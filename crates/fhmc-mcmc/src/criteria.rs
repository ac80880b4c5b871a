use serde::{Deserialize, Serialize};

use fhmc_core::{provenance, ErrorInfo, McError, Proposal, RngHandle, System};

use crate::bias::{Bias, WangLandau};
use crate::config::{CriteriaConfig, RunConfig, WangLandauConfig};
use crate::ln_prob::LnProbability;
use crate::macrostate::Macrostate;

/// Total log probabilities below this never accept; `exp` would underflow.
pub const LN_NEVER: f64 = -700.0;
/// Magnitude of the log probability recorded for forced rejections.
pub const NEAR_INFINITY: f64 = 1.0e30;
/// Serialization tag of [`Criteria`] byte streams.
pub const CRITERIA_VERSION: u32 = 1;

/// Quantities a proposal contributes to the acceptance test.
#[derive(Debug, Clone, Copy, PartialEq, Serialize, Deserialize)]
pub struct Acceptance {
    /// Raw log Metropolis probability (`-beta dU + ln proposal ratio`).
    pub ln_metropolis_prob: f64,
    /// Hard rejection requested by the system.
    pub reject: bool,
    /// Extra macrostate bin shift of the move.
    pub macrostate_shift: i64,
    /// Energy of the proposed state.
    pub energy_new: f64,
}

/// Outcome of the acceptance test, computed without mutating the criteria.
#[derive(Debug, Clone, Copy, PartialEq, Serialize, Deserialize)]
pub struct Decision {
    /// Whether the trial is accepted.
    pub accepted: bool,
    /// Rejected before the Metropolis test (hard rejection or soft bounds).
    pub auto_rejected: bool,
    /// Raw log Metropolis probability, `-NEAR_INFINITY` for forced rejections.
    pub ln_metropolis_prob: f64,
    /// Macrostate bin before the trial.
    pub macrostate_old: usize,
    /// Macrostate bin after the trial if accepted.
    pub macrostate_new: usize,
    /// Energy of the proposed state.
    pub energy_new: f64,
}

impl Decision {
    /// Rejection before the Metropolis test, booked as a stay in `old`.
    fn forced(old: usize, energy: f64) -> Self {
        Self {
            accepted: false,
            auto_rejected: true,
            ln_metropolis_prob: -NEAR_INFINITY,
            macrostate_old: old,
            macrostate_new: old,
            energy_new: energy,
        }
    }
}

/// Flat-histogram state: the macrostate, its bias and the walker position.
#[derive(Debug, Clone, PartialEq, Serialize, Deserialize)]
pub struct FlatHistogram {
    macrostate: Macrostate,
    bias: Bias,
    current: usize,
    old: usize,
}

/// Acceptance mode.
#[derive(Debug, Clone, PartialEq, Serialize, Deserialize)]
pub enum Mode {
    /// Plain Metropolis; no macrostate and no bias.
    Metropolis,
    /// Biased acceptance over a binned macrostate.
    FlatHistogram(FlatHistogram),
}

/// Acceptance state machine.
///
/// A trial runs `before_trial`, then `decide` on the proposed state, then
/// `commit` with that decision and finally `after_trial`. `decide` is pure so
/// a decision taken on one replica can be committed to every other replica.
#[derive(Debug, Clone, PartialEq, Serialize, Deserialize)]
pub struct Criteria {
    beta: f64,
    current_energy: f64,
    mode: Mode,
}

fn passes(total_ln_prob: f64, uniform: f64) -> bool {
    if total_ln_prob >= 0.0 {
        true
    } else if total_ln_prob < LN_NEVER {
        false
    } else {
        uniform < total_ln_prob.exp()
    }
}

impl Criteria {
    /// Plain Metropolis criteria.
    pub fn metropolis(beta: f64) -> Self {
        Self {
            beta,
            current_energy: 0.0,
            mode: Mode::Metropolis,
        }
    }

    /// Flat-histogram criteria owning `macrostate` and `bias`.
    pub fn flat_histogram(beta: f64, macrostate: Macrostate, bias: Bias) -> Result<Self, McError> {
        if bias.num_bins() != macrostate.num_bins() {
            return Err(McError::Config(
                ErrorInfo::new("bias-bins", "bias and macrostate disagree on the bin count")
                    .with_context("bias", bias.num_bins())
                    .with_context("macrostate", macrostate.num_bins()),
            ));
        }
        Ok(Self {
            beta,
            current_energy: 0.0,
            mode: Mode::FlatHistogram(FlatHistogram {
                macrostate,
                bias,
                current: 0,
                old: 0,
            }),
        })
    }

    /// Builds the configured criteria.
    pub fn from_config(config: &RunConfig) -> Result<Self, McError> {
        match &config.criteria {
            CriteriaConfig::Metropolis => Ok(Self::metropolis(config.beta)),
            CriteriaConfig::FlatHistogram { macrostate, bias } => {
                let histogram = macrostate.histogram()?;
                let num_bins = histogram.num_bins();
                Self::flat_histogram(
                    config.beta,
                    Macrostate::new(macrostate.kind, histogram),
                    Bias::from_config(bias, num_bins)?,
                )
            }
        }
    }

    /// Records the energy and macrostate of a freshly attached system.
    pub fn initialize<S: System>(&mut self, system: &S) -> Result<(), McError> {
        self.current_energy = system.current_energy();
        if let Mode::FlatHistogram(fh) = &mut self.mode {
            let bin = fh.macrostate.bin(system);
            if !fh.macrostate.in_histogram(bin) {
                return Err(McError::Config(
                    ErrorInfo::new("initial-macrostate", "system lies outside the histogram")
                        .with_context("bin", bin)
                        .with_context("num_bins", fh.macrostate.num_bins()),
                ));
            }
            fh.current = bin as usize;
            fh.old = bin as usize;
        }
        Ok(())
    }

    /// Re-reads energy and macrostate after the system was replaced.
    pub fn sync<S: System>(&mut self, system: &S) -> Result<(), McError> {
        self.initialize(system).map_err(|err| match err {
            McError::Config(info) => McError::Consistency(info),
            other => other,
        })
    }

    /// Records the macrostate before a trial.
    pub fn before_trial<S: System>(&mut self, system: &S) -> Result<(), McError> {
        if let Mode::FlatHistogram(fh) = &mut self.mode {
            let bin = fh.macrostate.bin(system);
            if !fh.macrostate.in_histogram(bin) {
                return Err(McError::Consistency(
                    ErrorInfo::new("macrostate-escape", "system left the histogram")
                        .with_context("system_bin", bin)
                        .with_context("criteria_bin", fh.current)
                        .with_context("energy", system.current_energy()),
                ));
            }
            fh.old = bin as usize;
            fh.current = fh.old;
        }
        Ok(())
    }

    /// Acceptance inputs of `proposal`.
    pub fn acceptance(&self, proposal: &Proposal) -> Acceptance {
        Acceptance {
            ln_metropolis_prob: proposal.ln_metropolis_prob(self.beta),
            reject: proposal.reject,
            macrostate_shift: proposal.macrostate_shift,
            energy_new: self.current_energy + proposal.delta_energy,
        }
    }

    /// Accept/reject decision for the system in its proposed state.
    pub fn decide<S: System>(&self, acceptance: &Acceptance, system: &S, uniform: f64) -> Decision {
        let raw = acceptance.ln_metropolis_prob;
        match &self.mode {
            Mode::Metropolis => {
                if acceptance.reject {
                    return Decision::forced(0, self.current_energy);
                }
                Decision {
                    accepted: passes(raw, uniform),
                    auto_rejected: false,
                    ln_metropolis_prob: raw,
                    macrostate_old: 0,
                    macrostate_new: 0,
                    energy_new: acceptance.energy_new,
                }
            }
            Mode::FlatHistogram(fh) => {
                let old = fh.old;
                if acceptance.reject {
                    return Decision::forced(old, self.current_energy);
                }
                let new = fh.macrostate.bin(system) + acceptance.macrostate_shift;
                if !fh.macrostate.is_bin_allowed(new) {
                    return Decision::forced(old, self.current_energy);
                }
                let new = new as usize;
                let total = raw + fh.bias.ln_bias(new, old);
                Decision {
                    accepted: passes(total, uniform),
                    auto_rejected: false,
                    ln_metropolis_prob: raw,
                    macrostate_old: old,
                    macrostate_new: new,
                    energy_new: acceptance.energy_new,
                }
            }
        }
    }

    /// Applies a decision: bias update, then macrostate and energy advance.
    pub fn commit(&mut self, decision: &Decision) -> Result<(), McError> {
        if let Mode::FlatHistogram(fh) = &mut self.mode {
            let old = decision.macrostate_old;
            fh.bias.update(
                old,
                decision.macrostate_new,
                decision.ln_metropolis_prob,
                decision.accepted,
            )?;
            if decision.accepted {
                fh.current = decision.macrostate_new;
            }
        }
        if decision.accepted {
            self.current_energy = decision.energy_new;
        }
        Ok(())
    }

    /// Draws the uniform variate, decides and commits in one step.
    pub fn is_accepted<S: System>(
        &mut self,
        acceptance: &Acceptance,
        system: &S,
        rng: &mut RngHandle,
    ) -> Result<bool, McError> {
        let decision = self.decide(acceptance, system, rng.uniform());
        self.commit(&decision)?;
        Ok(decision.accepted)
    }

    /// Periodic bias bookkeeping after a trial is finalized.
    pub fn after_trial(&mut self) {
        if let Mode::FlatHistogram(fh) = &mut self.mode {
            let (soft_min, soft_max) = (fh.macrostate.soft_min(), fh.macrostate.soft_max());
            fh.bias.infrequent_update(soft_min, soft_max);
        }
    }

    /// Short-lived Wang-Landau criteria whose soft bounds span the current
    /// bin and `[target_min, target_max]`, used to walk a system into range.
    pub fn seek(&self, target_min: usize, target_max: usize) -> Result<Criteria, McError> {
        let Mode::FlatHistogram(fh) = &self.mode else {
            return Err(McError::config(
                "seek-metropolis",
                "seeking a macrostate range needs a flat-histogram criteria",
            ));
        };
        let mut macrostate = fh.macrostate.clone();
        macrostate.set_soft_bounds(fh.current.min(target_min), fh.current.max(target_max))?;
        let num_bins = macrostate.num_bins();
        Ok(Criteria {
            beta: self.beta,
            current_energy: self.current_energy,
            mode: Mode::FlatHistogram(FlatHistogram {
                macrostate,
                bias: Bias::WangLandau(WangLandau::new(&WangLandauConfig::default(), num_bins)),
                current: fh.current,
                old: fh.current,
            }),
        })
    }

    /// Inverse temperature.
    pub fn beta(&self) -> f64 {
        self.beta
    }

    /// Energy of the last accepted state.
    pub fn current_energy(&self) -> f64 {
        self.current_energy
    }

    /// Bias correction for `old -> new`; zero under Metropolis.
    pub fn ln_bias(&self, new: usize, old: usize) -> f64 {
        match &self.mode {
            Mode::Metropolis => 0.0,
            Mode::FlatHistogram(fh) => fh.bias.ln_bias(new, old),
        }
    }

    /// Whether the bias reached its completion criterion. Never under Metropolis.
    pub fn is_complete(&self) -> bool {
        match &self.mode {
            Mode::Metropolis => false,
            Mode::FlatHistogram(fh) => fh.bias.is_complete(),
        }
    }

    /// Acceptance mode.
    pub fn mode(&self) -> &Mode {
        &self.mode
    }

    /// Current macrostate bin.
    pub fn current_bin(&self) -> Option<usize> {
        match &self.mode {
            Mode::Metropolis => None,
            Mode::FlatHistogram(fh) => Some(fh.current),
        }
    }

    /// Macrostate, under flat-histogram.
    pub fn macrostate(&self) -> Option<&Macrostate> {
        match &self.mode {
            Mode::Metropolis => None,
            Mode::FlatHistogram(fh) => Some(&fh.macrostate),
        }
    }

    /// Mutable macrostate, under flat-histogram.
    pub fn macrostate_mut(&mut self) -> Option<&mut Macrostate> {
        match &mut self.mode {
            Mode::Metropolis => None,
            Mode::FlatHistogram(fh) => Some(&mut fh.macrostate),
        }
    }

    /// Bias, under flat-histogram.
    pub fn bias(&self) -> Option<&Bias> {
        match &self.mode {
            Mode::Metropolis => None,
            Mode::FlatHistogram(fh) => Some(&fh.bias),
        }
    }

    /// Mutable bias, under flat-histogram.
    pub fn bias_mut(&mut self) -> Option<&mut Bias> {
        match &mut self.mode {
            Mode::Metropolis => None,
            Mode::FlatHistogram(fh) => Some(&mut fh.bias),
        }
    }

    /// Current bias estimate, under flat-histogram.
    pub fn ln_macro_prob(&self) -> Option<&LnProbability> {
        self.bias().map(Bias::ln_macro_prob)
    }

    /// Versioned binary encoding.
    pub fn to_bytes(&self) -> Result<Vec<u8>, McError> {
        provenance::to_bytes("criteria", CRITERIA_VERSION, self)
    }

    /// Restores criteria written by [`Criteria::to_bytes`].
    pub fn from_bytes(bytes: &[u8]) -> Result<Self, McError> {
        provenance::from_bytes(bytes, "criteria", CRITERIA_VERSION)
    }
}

» **What you need to do**: Locate the word "range" in the entries, and copy every line where it is found.

» **Task output**:
    /// bin and `[target_min, target_max]`, used to walk a system into range.
                "seeking a macrostate range needs a flat-histogram criteria",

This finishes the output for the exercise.